All of that set up Nico Hoerner. Whatever else has happened already this year, and however unclear many things about this team remain, Hoerner increasingly feels like the heart of the team, and the guy whose energy fuels it. He had hard-hit balls in his first three plate appearances Monday night, and his rate of hard contact is up this year overall. He stole his fourth base of the season during the game. There’s much more to discuss with Hoerner, but in the moment, when he stepped to the plate with a runner on third base and one out, everything about the situation favored him.
It was possible to see what Hoerner wanted to do on that first slider.

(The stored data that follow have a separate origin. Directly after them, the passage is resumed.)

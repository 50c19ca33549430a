use crate::types::{RuntimeType, TypeCatalog};

/// Answers "can a value of type A be supplied where type B is expected".
pub struct TypeCompatibility;

impl TypeCompatibility {
    /// Implicit numeric widening table. Only strictly wider integral targets;
    /// nothing widens into or out of `bool`, `decimal` or the floating types.
    pub fn widens_to(from: &RuntimeType, to: &RuntimeType) -> bool {
        use RuntimeType::*;
        matches!((from, to), (Short, Int) | (Short, Long) | (Int, Long))
    }

    fn value_compatible(arg: &RuntimeType, param: &RuntimeType) -> bool {
        arg == param || Self::widens_to(arg, param)
    }

    /// Argument-to-parameter compatibility used by overload resolution.
    pub fn can_supply(arg: &RuntimeType, param: &RuntimeType, catalog: &TypeCatalog) -> bool {
        if arg == param || param.is_object() {
            return true;
        }

        match (arg, param) {
            (RuntimeType::Null, p) => p.is_nullable() || p.is_reference_type(),
            (RuntimeType::Nullable(a), RuntimeType::Nullable(p)) => Self::value_compatible(a, p),
            (a, RuntimeType::Nullable(p)) => Self::value_compatible(a, p),
            (RuntimeType::Nullable(_), _) => false,
            (a, p) if a.is_value_type() && p.is_value_type() => Self::value_compatible(a, p),
            (a, p) if a.is_value_type() || p.is_value_type() => false,
            (a, p) => catalog.is_assignable(a, p),
        }
    }

    /// `a` is at least as specific as `b`: every value of `a` could be passed
    /// where `b` is expected.
    pub fn is_at_least_as_specific(a: &RuntimeType, b: &RuntimeType, catalog: &TypeCatalog) -> bool {
        a == b || Self::can_supply(a, b, catalog)
    }

    /// Result type of an arithmetic operator over two bare numeric types.
    pub fn promote_numeric(left: &RuntimeType, right: &RuntimeType) -> Option<RuntimeType> {
        use RuntimeType::*;
        if !left.is_numeric() || !right.is_numeric() {
            return None;
        }
        if left == right {
            return Some(left.clone());
        }
        if Self::widens_to(left, right) {
            return Some(right.clone());
        }
        if Self::widens_to(right, left) {
            return Some(left.clone());
        }
        match (left, right) {
            (l, Decimal) | (Decimal, l) if l.is_integral() => Some(Decimal),
            (l, Float) | (Float, l) if l.is_integral() => Some(Float),
            (l, Double) | (Double, l) if l.is_integral() || *l == Float => Some(Double),
            _ => None,
        }
    }

    /// Common type of several branch/argument types: identical types, numeric
    /// promotion, `null` folding into nullable/reference types.
    pub fn common_type(types: &[RuntimeType]) -> Option<RuntimeType> {
        let mut saw_null = false;
        let mut saw_nullable = false;
        let mut acc: Option<RuntimeType> = None;
        for ty in types {
            match ty {
                RuntimeType::Null => saw_null = true,
                other => {
                    saw_nullable |= other.is_nullable();
                    let bare = other.unwrap_nullable().clone();
                    acc = match acc {
                        None => Some(bare),
                        Some(current) if current == bare => Some(current),
                        Some(current) => Some(Self::promote_numeric(&current, &bare)?),
                    };
                }
            }
        }
        match acc {
            None => Some(RuntimeType::Null),
            Some(ty) if saw_null || saw_nullable => Some(RuntimeType::nullable(ty)),
            Some(ty) => Some(ty),
        }
    }
}

#[cfg(test)]
mod tests {
    use super::*;
    use RuntimeType::*;

    fn supply(a: RuntimeType, p: RuntimeType) -> bool {
        TypeCompatibility::can_supply(&a, &p, &TypeCatalog::new())
    }

    #[test]
    fn numeric_widening_is_upward_only() {
        let numerics = [Bool, Short, Int, Long, Decimal];
        for a in &numerics {
            for b in &numerics {
                let expected = a == b || matches!((a, b), (Short, Int) | (Short, Long) | (Int, Long));
                assert_eq!(supply(a.clone(), b.clone()), expected, "{a} -> {b}");
            }
        }
    }

    #[test]
    fn floats_only_accept_themselves() {
        assert!(!supply(Float, Double));
        assert!(!supply(Int, Double));
        assert!(!supply(Double, Decimal));
        assert!(supply(Double, Double));
    }

    #[test]
    fn nullable_accepts_bare_and_null() {
        let nd = RuntimeType::nullable(Decimal);
        assert!(supply(Decimal, nd.clone()));
        assert!(supply(nd.clone(), nd.clone()));
        assert!(supply(Null, nd.clone()));
        assert!(!supply(nd, Decimal));
        assert!(supply(Short, RuntimeType::nullable(Long)));
        assert!(!supply(Null, Int));
    }

    #[test]
    fn reference_types_accept_null_and_object_accepts_all() {
        assert!(supply(Null, String));
        assert!(supply(Int, Object));
        assert!(supply(RuntimeType::nullable(Int), Object));
        assert!(!supply(Int, String));
        assert!(!supply(String, Int));
    }

    #[test]
    fn promotion_for_arithmetic() {
        assert_eq!(TypeCompatibility::promote_numeric(&Short, &Long), Some(Long));
        assert_eq!(TypeCompatibility::promote_numeric(&Int, &Decimal), Some(Decimal));
        assert_eq!(TypeCompatibility::promote_numeric(&Long, &Double), Some(Double));
        assert_eq!(TypeCompatibility::promote_numeric(&Decimal, &Double), None);
        assert_eq!(TypeCompatibility::promote_numeric(&Int, &String), None);
    }

    #[test]
    fn common_type_folds_nulls() {
        assert_eq!(TypeCompatibility::common_type(&[Int, Null]), Some(RuntimeType::nullable(Int)));
        assert_eq!(TypeCompatibility::common_type(&[Int, Long]), Some(Long));
        assert_eq!(TypeCompatibility::common_type(&[String, Null]), Some(String));
        assert_eq!(TypeCompatibility::common_type(&[String, Int]), None);
    }
}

He saw lots of potential hits on the field in front of him, with the infield pulled in tight, and he wasn't going to get big or try to pull the ball. On the high fastball on a 1-1 count, he tried to stay on top of the ball, and he made contact, which invited Matt Brash to try another slider to expand the zone. That played right into Hoerner's plan, though. He was looking away. He wanted to go to right field. Though not a strike, that 1-2 slider was the pitch Hoerner needed.
First career walk-off for @nico_hoerner! pic.twitter.com/Gov2ZUmVZm
— Chicago Cubs (@Cubs) April 11, 2023
Already, we've seen and felt the impact of Seiya Suzuki and Brandon Hughes opening the season on the injured list. Those things were on display even in this win. The 2023 Cubs are not yet a finished product, so being competitive and winning five of their first nine is enough to increase our hope a bit. Winning Monday night, specifically, was not a make-or-break thing, but that type of game is one the team needs to prove it can win, and to get it from the man in whom the front office just made a long-awaited (if small) investment was especially exciting.